La production d'un SDIS, c'est de faire face aux risques. Notre travail est donc d'assurer une capacité humaine et matérielle à assurer des interventions, qu'elles aient lieu ou non. La rupture capacitaire est aujourd'hui quotidienne ; elle intervient lorsqu'un centre n'est pas capable de répondre à une demande de secours. Elle peut s'expliquer par un manque de moyens humains, mais je voudrais souligner qu'il peut également s'agir d'un manque de moyens matériels. Les effets du dérèglement climatique se développent en effet plus rapidement que la capacité de financement de certains investissements. Les plans de financement d'équipements structurants mis en place par l'État doivent donc se poursuivre. Il serait aussi intéressant de créer un fonds de dotation spécifique financé par la valeur du sauvé, comme le suggère le rapport Falco : en effet, les disparités de moyens matériels entre les SDIS, qui ont résulté de la départementalisation, sont très importantes.

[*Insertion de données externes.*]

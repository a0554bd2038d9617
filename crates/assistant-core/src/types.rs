use std::fmt;
use std::str::FromStr;

use chrono::{DateTime, Utc};
use serde::{Deserialize, Serialize};
use uuid::Uuid;

use crate::error::{AssistantError, Result};

// =============================================================================
// Session
// =============================================================================

/// Opaque key scoping a user's uploaded documents on the backend.
///
/// Generated once per conversation and replaced on reset; never mutated.
#[derive(Clone, Debug, PartialEq, Eq, Hash, Serialize, Deserialize)]
#[serde(transparent)]
pub struct SessionId(String);

impl SessionId {
    /// Generate a fresh identifier.
    pub fn generate() -> Self {
        Self(format!("session_{}", Uuid::new_v4().simple()))
    }

    pub fn as_str(&self) -> &str {
        &self.0
    }
}

impl From<String> for SessionId {
    fn from(value: String) -> Self {
        Self(value)
    }
}

impl From<&str> for SessionId {
    fn from(value: &str) -> Self {
        Self(value.to_string())
    }
}

impl fmt::Display for SessionId {
    fn fmt(&self, f: &mut fmt::Formatter<'_>) -> fmt::Result {
        f.write_str(&self.0)
    }
}

// =============================================================================
// Enums
// =============================================================================

/// Author of a message in the log.
#[derive(Clone, Copy, Debug, PartialEq, Eq, Hash, Serialize, Deserialize)]
#[serde(rename_all = "snake_case")]
pub enum Role {
    User,
    Assistant,
}

impl Role {
    /// Upper-case label used by transcript export.
    pub fn label(&self) -> &'static str {
        match self {
            Role::User => "USER",
            Role::Assistant => "ASSISTANT",
        }
    }
}

impl fmt::Display for Role {
    fn fmt(&self, f: &mut fmt::Formatter<'_>) -> fmt::Result {
        match self {
            Role::User => write!(f, "user"),
            Role::Assistant => write!(f, "assistant"),
        }
    }
}

/// Interaction mode: which backend endpoint the input box targets.
#[derive(Clone, Copy, Debug, Default, PartialEq, Eq, Hash, Serialize, Deserialize)]
#[serde(rename_all = "snake_case")]
pub enum Mode {
    /// Chat with uploaded PDF documents.
    #[default]
    Chat,
    /// Web, academic and encyclopedia search.
    Search,
}

impl Mode {
    /// Prompt hint shown next to the input line.
    pub fn placeholder(&self) -> &'static str {
        match self {
            Mode::Chat => "Ask about your documents...",
            Mode::Search => "Ask about anything...",
        }
    }

    /// Heading shown while the log is empty.
    pub fn heading(&self) -> &'static str {
        match self {
            Mode::Chat => "Upload PDFs to Start",
            Mode::Search => "Ask Me Anything",
        }
    }

    /// One-line description shown under the heading.
    pub fn description(&self) -> &'static str {
        match self {
            Mode::Chat => "Upload PDF documents and chat with them using AI",
            Mode::Search => "Search the web, academic papers, and Wikipedia",
        }
    }

    /// Display name of the mode.
    pub fn title(&self) -> &'static str {
        match self {
            Mode::Chat => "PDF Chat",
            Mode::Search => "Web Search",
        }
    }
}

impl fmt::Display for Mode {
    fn fmt(&self, f: &mut fmt::Formatter<'_>) -> fmt::Result {
        match self {
            Mode::Chat => write!(f, "chat"),
            Mode::Search => write!(f, "search"),
        }
    }
}

impl FromStr for Mode {
    type Err = AssistantError;

    fn from_str(s: &str) -> Result<Self> {
        match s.trim().to_ascii_lowercase().as_str() {
            "chat" | "pdf" => Ok(Mode::Chat),
            "search" | "web" => Ok(Mode::Search),
            other => Err(AssistantError::InvalidSetting {
                name: "mode",
                value: other.to_string(),
                expected: "chat or search",
            }),
        }
    }
}

// =============================================================================
// Sources
// =============================================================================

/// Page reference of a structured source.
///
/// The backend sends either a number or a string such as `"3"` or `"N/A"`.
#[derive(Clone, Debug, PartialEq, Eq, Serialize, Deserialize)]
#[serde(untagged)]
pub enum PageRef {
    Number(u64),
    Label(String),
}

impl fmt::Display for PageRef {
    fn fmt(&self, f: &mut fmt::Formatter<'_>) -> fmt::Result {
        match self {
            PageRef::Number(n) => write!(f, "{}", n),
            PageRef::Label(s) => f.write_str(s),
        }
    }
}

/// A citation attached to an assistant response.
#[derive(Clone, Debug, PartialEq, Eq, Serialize, Deserialize)]
#[serde(untagged)]
pub enum Source {
    /// Plain text citation (web search results).
    Citation(String),
    /// Structured document reference with optional page and excerpt.
    Document {
        source: String,
        #[serde(default, skip_serializing_if = "Option::is_none")]
        page: Option<PageRef>,
        #[serde(default, skip_serializing_if = "Option::is_none")]
        content: Option<String>,
    },
}

impl Source {
    /// Origin of the citation: the text itself or the document name.
    pub fn origin(&self) -> &str {
        match self {
            Source::Citation(text) => text,
            Source::Document { source, .. } => source,
        }
    }
}

// =============================================================================
// Messages
// =============================================================================

/// Structured detail kept alongside an error message.
///
/// The rendered content stays terse; this preserves what went wrong.
#[derive(Clone, Debug, PartialEq, Eq, Serialize, Deserialize)]
pub struct Diagnostic {
    /// Operation that failed (e.g. "upload", "chat", "search").
    pub operation: String,
    /// HTTP status, when the backend answered.
    pub status: Option<u16>,
    /// Backend error text or transport error description.
    pub detail: Option<String>,
}

/// A single entry of the conversation log. Immutable once appended.
#[derive(Clone, Debug, PartialEq, Serialize, Deserialize)]
pub struct Message {
    pub role: Role,
    pub content: String,
    #[serde(default, skip_serializing_if = "Vec::is_empty")]
    pub sources: Vec<Source>,
    pub sent_at: DateTime<Utc>,
    #[serde(default, skip_serializing_if = "Option::is_none")]
    pub diagnostic: Option<Diagnostic>,
}

impl Message {
    pub fn user(content: impl Into<String>) -> Self {
        Self {
            role: Role::User,
            content: content.into(),
            sources: Vec::new(),
            sent_at: Utc::now(),
            diagnostic: None,
        }
    }

    pub fn assistant(content: impl Into<String>, sources: Vec<Source>) -> Self {
        Self {
            role: Role::Assistant,
            content: content.into(),
            sources,
            sent_at: Utc::now(),
            diagnostic: None,
        }
    }

    /// Assistant message reporting a failed request.
    pub fn assistant_error(content: impl Into<String>, diagnostic: Diagnostic) -> Self {
        Self {
            diagnostic: Some(diagnostic),
            ..Self::assistant(content, Vec::new())
        }
    }

    pub fn is_error(&self) -> bool {
        self.diagnostic.is_some()
    }
}

// =============================================================================
// Settings
// =============================================================================

pub const TEMPERATURE_RANGE: (f64, f64) = (0.0, 1.0);
pub const MAX_TOKENS_RANGE: (u32, u32) = (100, 4096);
pub const SEARCH_K_RANGE: (u32, u32) = (1, 10);

/// User-tunable generation parameters sent with each query.
///
/// Setters validate ranges; a rejected value leaves the settings unchanged.
#[derive(Clone, Copy, Debug, PartialEq, Serialize, Deserialize)]
#[serde(default)]
pub struct Settings {
    pub temperature: f64,
    pub max_tokens: u32,
    pub search_k: u32,
}

impl Default for Settings {
    fn default() -> Self {
        Self {
            temperature: 0.3,
            max_tokens: 2048,
            search_k: 4,
        }
    }
}

impl Settings {
    pub fn set_temperature(&mut self, value: f64) -> Result<()> {
        let (lo, hi) = TEMPERATURE_RANGE;
        if !(lo..=hi).contains(&value) {
            return Err(AssistantError::InvalidSetting {
                name: "temperature",
                value: value.to_string(),
                expected: "0.0..=1.0",
            });
        }
        self.temperature = value;
        Ok(())
    }

    pub fn set_max_tokens(&mut self, value: u32) -> Result<()> {
        let (lo, hi) = MAX_TOKENS_RANGE;
        if !(lo..=hi).contains(&value) {
            return Err(AssistantError::InvalidSetting {
                name: "max_tokens",
                value: value.to_string(),
                expected: "100..=4096",
            });
        }
        self.max_tokens = value;
        Ok(())
    }

    pub fn set_search_k(&mut self, value: u32) -> Result<()> {
        let (lo, hi) = SEARCH_K_RANGE;
        if !(lo..=hi).contains(&value) {
            return Err(AssistantError::InvalidSetting {
                name: "search_k",
                value: value.to_string(),
                expected: "1..=10",
            });
        }
        self.search_k = value;
        Ok(())
    }

    /// Set a parameter by name from its textual value.
    ///
    /// Accepts `temperature`, `max_tokens` (or `maxTokens`, `max-tokens`)
    /// and `search_k` (or `searchK`, `search-k`, `k`).
    pub fn set_named(&mut self, name: &str, value: &str) -> Result<()> {
        let value = value.trim();
        match name.trim().to_ascii_lowercase().replace('-', "_").as_str() {
            "temperature" | "temp" => {
                let v = value.parse::<f64>().map_err(|_| AssistantError::InvalidSetting {
                    name: "temperature",
                    value: value.to_string(),
                    expected: "a number in 0.0..=1.0",
                })?;
                self.set_temperature(v)
            }
            "max_tokens" | "maxtokens" => {
                let v = value.parse::<u32>().map_err(|_| AssistantError::InvalidSetting {
                    name: "max_tokens",
                    value: value.to_string(),
                    expected: "an integer in 100..=4096",
                })?;
                self.set_max_tokens(v)
            }
            "search_k" | "searchk" | "k" => {
                let v = value.parse::<u32>().map_err(|_| AssistantError::InvalidSetting {
                    name: "search_k",
                    value: value.to_string(),
                    expected: "an integer in 1..=10",
                })?;
                self.set_search_k(v)
            }
            other => Err(AssistantError::UnknownSetting(other.to_string())),
        }
    }

    /// Check every field against its range.
    pub fn validate(&self) -> Result<()> {
        let mut probe = Settings::default();
        probe.set_temperature(self.temperature)?;
        probe.set_max_tokens(self.max_tokens)?;
        probe.set_search_k(self.search_k)?;
        Ok(())
    }
}

// =============================================================================
// Tests
// =============================================================================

Au niveau des effectifs, la rupture capacitaire peut arriver tous les jours. Il suffit qu'un centre de secours engage trois personnes à 10 heures du matin pour qu'il soit incapable de faire face à un départ incendie. Et la demande de secours est croissante : en métropole, si on doublait le nombre d'ambulances, elles seraient immédiatement absorbées par la demande ! Nous devons donc faire comprendre à nos partenaires du Samu que nous ne pouvons pas mobiliser tous nos moyens pour le secours à la personne, car sinon, les feux ne seraient pas éteints. La gestion de la rupture capacitaire demande une forte coordination avec l'ensemble des partenaires, afin de mieux comprendre ce qui peut être différé. Cette coordination existe à certains endroits, mais pas du tout à d'autres ; en tous les cas, il faut la développer.
Quant au manque de moyens humains, on note que la directive européenne sur le temps de travail pèse lourd sur le volontariat. Il va falloir que la France se positionne clairement pour modifier cette directive, ou surtout pour promouvoir une directive sur l'engagement citoyen qui permettrait de développer les réserves de sécurité civile, d'augmenter le nombre de volontaires et de former le grand public. Seule cette formation permet de faire face, en cas de rupture capacitaire, à la notion fondamentale de l'impossible opérationnel. C'est ce que l'on a vécu par exemple à Trèbes lors des inondations de 2018 : l'eau est montée tellement rapidement qu'il n'était pas possible d'envoyer le moindre sapeur-pompier pour sauver les personnes, c'était trop tard. La formation du grand public nous permettra peut-être de différer cet impossible opérationnel, et aussi de modifier certaines habitudes. Ainsi, la population des villes fait plus appel aux secours que celle des campagnes et a développé une certaine habitude de consommation du service de secours à la personne.
Enfin, la formation des élus est, elle aussi, indispensable. N'oublions pas que le maire est le premier échelon de la gestion des crises : si nous arrivons à retravailler avec lui, il nous aidera à recruter des sapeurs-pompiers volontaires, il créera sa réserve communale de sécurité civile ; en somme, cela ne pourra que faire reculer la rupture capacitaire.